◆ **Task statement**: Each time a line of the listing holds "items", copy that line.

========================

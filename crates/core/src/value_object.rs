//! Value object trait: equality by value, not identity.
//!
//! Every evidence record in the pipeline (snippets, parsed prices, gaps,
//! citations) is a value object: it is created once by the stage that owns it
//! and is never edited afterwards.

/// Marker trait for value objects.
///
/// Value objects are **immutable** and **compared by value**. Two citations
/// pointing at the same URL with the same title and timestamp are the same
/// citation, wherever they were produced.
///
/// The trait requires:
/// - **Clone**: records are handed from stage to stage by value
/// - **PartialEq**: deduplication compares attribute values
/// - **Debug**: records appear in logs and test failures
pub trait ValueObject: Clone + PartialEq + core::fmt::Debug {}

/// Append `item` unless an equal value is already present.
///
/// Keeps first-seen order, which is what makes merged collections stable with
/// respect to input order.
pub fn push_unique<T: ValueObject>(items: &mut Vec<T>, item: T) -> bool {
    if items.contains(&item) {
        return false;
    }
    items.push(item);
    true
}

========================

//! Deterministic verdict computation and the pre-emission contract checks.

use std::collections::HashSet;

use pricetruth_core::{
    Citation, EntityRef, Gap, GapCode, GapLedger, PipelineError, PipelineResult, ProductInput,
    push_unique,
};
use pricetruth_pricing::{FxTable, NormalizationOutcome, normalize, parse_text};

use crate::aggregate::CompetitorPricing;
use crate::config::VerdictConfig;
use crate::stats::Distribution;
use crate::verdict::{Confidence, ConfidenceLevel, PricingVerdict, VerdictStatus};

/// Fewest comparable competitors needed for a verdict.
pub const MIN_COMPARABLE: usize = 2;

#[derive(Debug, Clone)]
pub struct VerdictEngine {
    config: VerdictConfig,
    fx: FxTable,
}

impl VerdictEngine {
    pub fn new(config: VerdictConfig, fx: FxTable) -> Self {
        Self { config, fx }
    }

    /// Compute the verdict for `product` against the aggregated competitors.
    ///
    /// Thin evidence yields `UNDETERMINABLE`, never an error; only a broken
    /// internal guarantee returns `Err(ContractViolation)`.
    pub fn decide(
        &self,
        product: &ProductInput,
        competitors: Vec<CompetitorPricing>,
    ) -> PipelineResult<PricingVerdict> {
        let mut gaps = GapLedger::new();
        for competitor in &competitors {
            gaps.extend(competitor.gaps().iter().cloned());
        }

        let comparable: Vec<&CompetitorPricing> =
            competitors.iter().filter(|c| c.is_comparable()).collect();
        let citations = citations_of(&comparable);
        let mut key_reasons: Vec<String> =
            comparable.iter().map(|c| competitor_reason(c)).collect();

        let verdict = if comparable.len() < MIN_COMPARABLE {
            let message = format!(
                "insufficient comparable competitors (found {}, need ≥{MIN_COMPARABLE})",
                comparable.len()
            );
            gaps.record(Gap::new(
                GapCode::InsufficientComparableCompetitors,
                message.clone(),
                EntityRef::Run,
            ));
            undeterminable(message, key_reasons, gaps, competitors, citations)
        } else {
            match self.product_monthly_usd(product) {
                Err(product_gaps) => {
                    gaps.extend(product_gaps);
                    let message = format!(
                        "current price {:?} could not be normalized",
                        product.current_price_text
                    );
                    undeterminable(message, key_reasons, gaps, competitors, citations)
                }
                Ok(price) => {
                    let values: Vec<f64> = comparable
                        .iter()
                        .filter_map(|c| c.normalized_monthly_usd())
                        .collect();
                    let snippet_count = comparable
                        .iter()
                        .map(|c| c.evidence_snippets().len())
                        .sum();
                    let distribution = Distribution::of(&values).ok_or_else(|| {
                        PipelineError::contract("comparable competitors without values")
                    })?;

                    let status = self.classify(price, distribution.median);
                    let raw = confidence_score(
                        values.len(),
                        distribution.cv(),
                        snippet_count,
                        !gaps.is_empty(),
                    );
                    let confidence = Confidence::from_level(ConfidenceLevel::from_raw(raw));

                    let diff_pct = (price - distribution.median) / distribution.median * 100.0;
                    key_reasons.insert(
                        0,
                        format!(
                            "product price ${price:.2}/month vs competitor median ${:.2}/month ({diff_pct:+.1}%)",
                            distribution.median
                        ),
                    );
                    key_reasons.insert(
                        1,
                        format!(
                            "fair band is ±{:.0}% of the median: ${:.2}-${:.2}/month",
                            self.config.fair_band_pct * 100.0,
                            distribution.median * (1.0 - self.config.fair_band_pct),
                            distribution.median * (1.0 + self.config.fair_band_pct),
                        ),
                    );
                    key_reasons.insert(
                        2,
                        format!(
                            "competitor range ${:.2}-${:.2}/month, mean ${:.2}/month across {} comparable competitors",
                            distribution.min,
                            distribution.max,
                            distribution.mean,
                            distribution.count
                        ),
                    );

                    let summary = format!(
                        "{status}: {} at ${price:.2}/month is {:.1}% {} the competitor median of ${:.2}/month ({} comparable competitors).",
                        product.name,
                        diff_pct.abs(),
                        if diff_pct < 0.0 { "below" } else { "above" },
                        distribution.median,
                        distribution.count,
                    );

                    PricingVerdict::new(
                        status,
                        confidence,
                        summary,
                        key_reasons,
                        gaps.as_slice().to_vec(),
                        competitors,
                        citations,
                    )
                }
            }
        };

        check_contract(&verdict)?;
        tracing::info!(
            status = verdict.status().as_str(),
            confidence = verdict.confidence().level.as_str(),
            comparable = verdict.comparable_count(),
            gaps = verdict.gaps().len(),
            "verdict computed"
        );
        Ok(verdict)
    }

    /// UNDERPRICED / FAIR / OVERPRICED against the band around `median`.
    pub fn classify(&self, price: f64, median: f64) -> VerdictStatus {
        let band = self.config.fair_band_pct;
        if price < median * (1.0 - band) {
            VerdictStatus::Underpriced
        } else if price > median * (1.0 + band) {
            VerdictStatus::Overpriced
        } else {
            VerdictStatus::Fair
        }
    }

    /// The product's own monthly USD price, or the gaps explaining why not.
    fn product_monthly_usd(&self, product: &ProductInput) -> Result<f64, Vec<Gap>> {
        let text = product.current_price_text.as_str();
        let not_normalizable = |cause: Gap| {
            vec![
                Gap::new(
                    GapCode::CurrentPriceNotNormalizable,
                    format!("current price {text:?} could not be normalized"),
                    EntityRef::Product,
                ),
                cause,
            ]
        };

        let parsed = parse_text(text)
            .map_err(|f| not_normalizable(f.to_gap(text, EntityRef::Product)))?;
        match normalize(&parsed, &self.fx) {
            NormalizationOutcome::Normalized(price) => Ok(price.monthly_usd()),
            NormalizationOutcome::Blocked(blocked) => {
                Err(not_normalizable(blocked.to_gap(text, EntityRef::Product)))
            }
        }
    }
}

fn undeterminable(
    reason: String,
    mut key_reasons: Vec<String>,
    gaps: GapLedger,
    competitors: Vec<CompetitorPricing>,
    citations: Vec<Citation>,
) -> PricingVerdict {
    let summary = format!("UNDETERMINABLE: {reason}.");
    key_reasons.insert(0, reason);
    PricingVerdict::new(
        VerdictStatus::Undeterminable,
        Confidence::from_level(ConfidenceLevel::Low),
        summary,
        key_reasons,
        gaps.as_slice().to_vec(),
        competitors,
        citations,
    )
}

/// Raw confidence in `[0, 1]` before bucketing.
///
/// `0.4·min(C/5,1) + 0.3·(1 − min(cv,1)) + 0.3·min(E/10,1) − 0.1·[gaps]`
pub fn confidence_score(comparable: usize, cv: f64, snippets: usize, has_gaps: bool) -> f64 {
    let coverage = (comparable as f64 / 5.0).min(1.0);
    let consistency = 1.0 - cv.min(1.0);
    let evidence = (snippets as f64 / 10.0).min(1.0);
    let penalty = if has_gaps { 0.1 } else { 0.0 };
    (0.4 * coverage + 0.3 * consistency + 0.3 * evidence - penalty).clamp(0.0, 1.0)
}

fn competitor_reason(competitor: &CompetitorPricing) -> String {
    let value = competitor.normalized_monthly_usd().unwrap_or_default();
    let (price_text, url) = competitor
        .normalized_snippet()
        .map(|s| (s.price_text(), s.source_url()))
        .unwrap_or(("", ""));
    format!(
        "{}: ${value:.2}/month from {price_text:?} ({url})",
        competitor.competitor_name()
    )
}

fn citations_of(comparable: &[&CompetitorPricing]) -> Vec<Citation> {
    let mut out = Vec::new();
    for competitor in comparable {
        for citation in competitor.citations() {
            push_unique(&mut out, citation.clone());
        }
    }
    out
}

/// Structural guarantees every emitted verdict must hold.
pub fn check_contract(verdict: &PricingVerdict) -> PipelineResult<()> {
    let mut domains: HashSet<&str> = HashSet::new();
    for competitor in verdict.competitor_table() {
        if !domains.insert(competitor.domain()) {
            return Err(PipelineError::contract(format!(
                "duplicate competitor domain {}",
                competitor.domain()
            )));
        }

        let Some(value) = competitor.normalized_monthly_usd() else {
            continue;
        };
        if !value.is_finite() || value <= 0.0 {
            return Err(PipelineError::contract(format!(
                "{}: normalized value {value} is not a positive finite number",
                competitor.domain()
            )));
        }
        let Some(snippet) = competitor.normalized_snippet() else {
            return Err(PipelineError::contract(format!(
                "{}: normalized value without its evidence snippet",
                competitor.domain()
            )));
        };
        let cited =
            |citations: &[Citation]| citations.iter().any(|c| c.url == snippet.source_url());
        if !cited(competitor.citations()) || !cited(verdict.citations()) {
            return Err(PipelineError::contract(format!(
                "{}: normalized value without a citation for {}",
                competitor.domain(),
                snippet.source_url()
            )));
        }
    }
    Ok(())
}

========================

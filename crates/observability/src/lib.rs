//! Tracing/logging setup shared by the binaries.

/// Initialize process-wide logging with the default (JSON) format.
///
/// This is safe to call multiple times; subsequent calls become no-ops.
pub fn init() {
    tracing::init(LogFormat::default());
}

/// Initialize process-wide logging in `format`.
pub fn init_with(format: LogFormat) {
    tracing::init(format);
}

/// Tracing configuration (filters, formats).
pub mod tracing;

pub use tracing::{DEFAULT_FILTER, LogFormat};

========================

◆ **The completed task**:
pub fn push_unique<T: ValueObject>(items: &mut Vec<T>, item: T) -> bool {
    if items.contains(&item) {
    items.push(item);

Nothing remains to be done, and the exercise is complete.